### Your instructions
What is needed is an exact copy of every record.

----- Dataset records

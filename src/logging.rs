//! Logger setup for binaries and tests

use log::LevelFilter;
use crate::config::ApiLogLevel;

/// Default filter matching an API log level
pub fn level_filter(level: ApiLogLevel) -> LevelFilter
{   match level
    {   ApiLogLevel::Off => LevelFilter::Warn
      , ApiLogLevel::Info => LevelFilter::Info
      , ApiLogLevel::Debug => LevelFilter::Debug
    }
}

/// Install an env_logger logger; `RUST_LOG` still takes precedence
///
/// Returns false when a logger was already installed.
pub fn init(level: ApiLogLevel) -> bool
{   env_logger::Builder::new()
      .filter_module("textshape", level_filter(level))
      .parse_default_env()
      .try_init()
      .is_ok()
}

----------

### Worked solution
filename src/logging.rs
//! Logger setup for binaries and tests

use log::LevelFilter;
use crate::config::ApiLogLevel;

/// Default filter matching an API log level
pub fn level_filter(level: ApiLogLevel) -> LevelFilter
{   match level
    {   ApiLogLevel::Off => LevelFilter::Warn
      , ApiLogLevel::Info => LevelFilter::Info
      , ApiLogLevel::Debug => LevelFilter::Debug
    }
}

/// Install an env_logger logger; `RUST_LOG` still takes precedence
///
/// Returns false when a logger was already installed.
pub fn init(level: ApiLogLevel) -> bool
{   env_logger::Builder::new()
      .filter_module("textshape", level_filter(level))
      .parse_default_env()
      .try_init()
      .is_ok()
}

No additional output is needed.